# Factoring an Integral

1. Jun 24, 2012

### Luke77

Hey everybody I was wondering why when you factor an integral, the final answer, or area, is smaller than if you hadn't. Here's an example:
$\int$$\frac{x}{2x^2}$ - $\frac{x}{2x}$ between 1 and 2.

You would factor out $\frac{1}{2}$ and bring it in front of the integral, right? But, my final answer came out to be about .45 and when I graphed the original two lines, it seemed the actual area should have been around 1. Why is this? What is the correct answer?

2. Jun 24, 2012

### SammyS

Staff Emeritus
You must have made an algebra mistake.

Show us your steps each way.

3. Jun 24, 2012

### Luke77

Integrate area below $\frac{x}{2x^2}$ and above $\frac{x}{2x}$ between x=1 and x=2.

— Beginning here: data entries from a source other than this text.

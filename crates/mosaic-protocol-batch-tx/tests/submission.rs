mod common;

use common::{group, tagged_ix, tagged_ix_with_signer, MockRpc, Scripted};
use async_trait::async_trait;
use mosaic_protocol_batch_tx::{
    BatchSigner, BatchSubmitter, BatchTxClient, BatchTxError, SubmissionOutcome, TxBatchConfig,
};
use solana_sdk::{
    pubkey::Pubkey, signature::Keypair, signer::Signer, transaction::Transaction,
};
use std::sync::Arc;

fn submitter(rpc: Arc<MockRpc>) -> BatchSubmitter<MockRpc, Keypair> {
    BatchSubmitter::new(rpc, Arc::new(Keypair::new()), TxBatchConfig::default())
}

#[tokio::test(start_paused = true)]
async fn test_outcome_length_matches_input_when_every_dispatch_fails() {
    let rpc = Arc::new(MockRpc::failing_broadcasts());
    let groups: Vec<_> = (0..4).map(group).collect();

    let outcomes = submitter(Arc::clone(&rpc)).submit_groups(&groups).await;

    assert_eq!(outcomes.len(), groups.len());
    assert!(outcomes.iter().all(|outcome| outcome.is_retryable()));
    // Both rounds ran and neither could place a transaction.
    assert_eq!(rpc.blockhash_calls(), 2);
}

#[tokio::test(start_paused = true)]
async fn test_retry_converges_in_exactly_two_rounds() {
    let rpc = Arc::new(MockRpc::new());
    // Groups 1 and 3 stay unknown through round one, then confirm.
    rpc.script(1, &[Scripted::Pending, Scripted::Pending, Scripted::Pending]);
    rpc.script(3, &[Scripted::Pending, Scripted::Pending, Scripted::Pending]);
    let groups: Vec<_> = (0..5).map(group).collect();

    let outcomes = submitter(Arc::clone(&rpc)).submit_groups(&groups).await;

    assert_eq!(outcomes.len(), 5);
    assert!(outcomes.iter().all(|outcome| outcome.is_confirmed()));
    assert_eq!(rpc.blockhash_calls(), 2);
}

#[tokio::test(start_paused = true)]
async fn test_program_error_is_terminal_and_never_retried() {
    let rpc = Arc::new(MockRpc::new());
    rpc.script(1, &[Scripted::ProgramError]);
    let groups: Vec<_> = (0..3).map(group).collect();

    let outcomes = submitter(Arc::clone(&rpc)).submit_groups(&groups).await;

    assert!(outcomes[0].is_confirmed());
    assert!(matches!(outcomes[1], SubmissionOutcome::Failed { .. }));
    assert!(outcomes[2].is_confirmed());
    // The retry set was empty, so no second round was attempted. Had the
    // failed group been re-dispatched its drained script would have
    // reported a confirmation, which must not happen.
    assert_eq!(rpc.blockhash_calls(), 1);
}

#[tokio::test(start_paused = true)]
async fn test_retry_shuffle_cannot_move_outcomes() {
    let rpc = Arc::new(MockRpc::new());
    rpc.script(1, &[Scripted::Pending, Scripted::Pending, Scripted::Pending]);
    let groups: Vec<_> = (0..3).map(group).collect();

    let outcomes = submitter(Arc::clone(&rpc)).submit_groups(&groups).await;

    assert!(outcomes.iter().all(|outcome| outcome.is_confirmed()));
    // Only the middle group went through round two.
    assert_eq!(rpc.broadcast_count(0), 1);
    assert_eq!(rpc.broadcast_count(2), 1);
    assert!(rpc.broadcast_count(1) >= 2);
    assert_eq!(rpc.blockhash_calls(), 2);
}

#[tokio::test(start_paused = true)]
async fn test_windows_concatenate_in_input_order() {
    let rpc = Arc::new(MockRpc::new());
    let groups: Vec<_> = (0..5).map(group).collect();

    let config = TxBatchConfig {
        batch_size: 2,
        ..TxBatchConfig::default()
    };
    let submitter = BatchSubmitter::new(Arc::clone(&rpc), Arc::new(Keypair::new()), config);
    let outcomes = submitter.submit_groups(&groups).await;

    assert_eq!(outcomes.len(), 5);
    assert!(outcomes.iter().all(|outcome| outcome.is_confirmed()));
    // One blockhash per window: [0,1], [2,3], [4].
    assert_eq!(rpc.blockhash_calls(), 3);
}

#[tokio::test(start_paused = true)]
async fn test_aux_signing_failure_does_not_abort_siblings() {
    let rpc = Arc::new(MockRpc::new());
    // A keypair that is not a required signer of its message cannot
    // partial-sign it.
    let mut broken = group(0);
    broken.signers = vec![Keypair::new()];
    let groups = vec![broken, group(1)];

    let outcomes = submitter(Arc::clone(&rpc)).submit_groups(&groups).await;

    assert!(matches!(outcomes[0], SubmissionOutcome::Failed { .. }));
    assert!(outcomes[1].is_confirmed());
    assert_eq!(rpc.broadcast_count(0), 0);
}

struct FailingSigner {
    pubkey: Pubkey,
}

#[async_trait]
impl BatchSigner for FailingSigner {
    fn pubkey(&self) -> Pubkey {
        self.pubkey
    }

    async fn sign_all(&self, _transactions: &mut [Transaction]) -> Result<(), BatchTxError> {
        Err(BatchTxError::Config("wallet unavailable".to_string()))
    }
}

#[tokio::test(start_paused = true)]
async fn test_primary_signer_failure_still_yields_one_outcome_per_group() {
    let rpc = Arc::new(MockRpc::new());
    let signer = FailingSigner {
        pubkey: Pubkey::new_unique(),
    };
    let groups: Vec<_> = (0..3).map(group).collect();

    let submitter = BatchSubmitter::new(Arc::clone(&rpc), Arc::new(signer), TxBatchConfig::default());
    let outcomes = submitter.submit_groups(&groups).await;

    assert_eq!(outcomes.len(), 3);
    assert!(outcomes
        .iter()
        .all(|outcome| matches!(outcome, SubmissionOutcome::Failed { .. })));
}

#[tokio::test(start_paused = true)]
async fn test_client_rejects_empty_instruction_list() {
    let rpc = Arc::new(MockRpc::new());
    let client = BatchTxClient::new(rpc, Keypair::new());

    let result = client.send_instructions(Vec::new()).await;
    assert!(matches!(result, Err(BatchTxError::NoInstructions)));
}

#[tokio::test(start_paused = true)]
async fn test_client_reports_per_instruction_success() {
    let rpc = Arc::new(MockRpc::new());
    let client = BatchTxClient::new(Arc::clone(&rpc), Keypair::new());

    let instructions: Vec<_> = (0..6).map(tagged_ix).collect();
    let report = client.send_instructions(instructions).await.unwrap();

    assert_eq!(report.total(), 6);
    assert_eq!(report.num_succeeded(), 6);
    assert!(report.all_succeeded());
}

#[tokio::test(start_paused = true)]
async fn test_client_instruction_sets_expand_per_set() {
    let rpc = Arc::new(MockRpc::new());
    let client = BatchTxClient::new(Arc::clone(&rpc), Keypair::new());

    let signers: Vec<Keypair> = (0..2).map(|_| Keypair::new()).collect();
    let sets: Vec<Vec<_>> = signers
        .iter()
        .enumerate()
        .map(|(tag, keypair)| vec![tagged_ix_with_signer(tag as u8, &Signer::pubkey(keypair))])
        .collect();

    let report = client.send_instruction_sets(sets, signers).await.unwrap();

    assert_eq!(report.total(), 2);
    assert!(report.all_succeeded());
}

#[tokio::test(start_paused = true)]
async fn test_client_single_transaction_round_trip() {
    let rpc = Arc::new(MockRpc::new());
    let client = BatchTxClient::new(Arc::clone(&rpc), Keypair::new());

    let confirmation = client
        .send_transaction(&[tagged_ix(9)], &[])
        .await
        .unwrap();
    assert_eq!(confirmation.slot, 42);
    assert_eq!(rpc.broadcast_count(9), 1);
}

$\int$ ($\frac{x}{2x^2}$ - $\frac{x}{2x}$
= .5 $\int$ ($\frac{x}{x^2}$ - 1)
=.5$\int$ (1 - $\frac{x}{x^2}$) because 1 is now above x/x^2
=.5$\int$ (1 - x^-1)
=.5 (x - ($\frac{x}{x^2}$ ^2)/2) between 1 and 2

=.5 ((2 - $\frac{2}{4}$^2)/2) - (1- $\frac{1}{4}$^2)/2)
=.5 (2-.125) - (1-.03125)
=.5 (1.875 - .96875)
=.5 (.90625) = .453125

The graph between the original two lines, however, seems to have a greater area than .45.

4. Jun 24, 2012

### LCKurtz

I'm curious where you got this problem. I can't imagine any book phrasing it that way.

Your antiderivative of $x^{-1}$ is incorrect. Have you studied the derivative on the natural logarithm function yet?

5. Jun 24, 2012

### Luke77

Actually I have:
If f(x) = ln x, then f ' x=$\frac{1}{x}$

$\int$ $\frac{1}{x}$ = ln x
I didnt think to use it though.

Last edited: Jun 24, 2012
6. Jun 24, 2012

### SammyS

Staff Emeritus
Yes, you did make several errors, one of which LCKurtz pointed out.

You have that the anti-derivative of x-1 is $\displaystyle \frac{1}{2}\left(\frac{x}{x^2}\right)^2\,,$ as near as I can tell. This is equivalent to $\displaystyle \frac{1}{2}x^{-2}\,.$ But the derivative of $\displaystyle \frac{1}{2}x^{-2}\$ is $\displaystyle -x^{-1}\,,$ not $\displaystyle x^{-1}\ .$ So you have a sign error.

After that, you fail to distribute 1/2 of the anti-derivative, when you plug-in the limits of integration.

Also, in making up the problem, you failed to realize that $\displaystyle \frac{x}{2x^2}$ is below $\displaystyle \frac{x}{2x}$ on the interval, 1 < x < 2 .

7. Jun 24, 2012

### Luke77

Thanks everyone, I guess it was just an error.

8. Jun 24, 2012

### Luke77

You're right about the graph! I entered it totally wrong! Thank you very much.

9. Jun 24, 2012

### Luke77

I figured it all out thanks to Sammy and LCKurtz. Thanks everyone, I had just entered the graph wrong.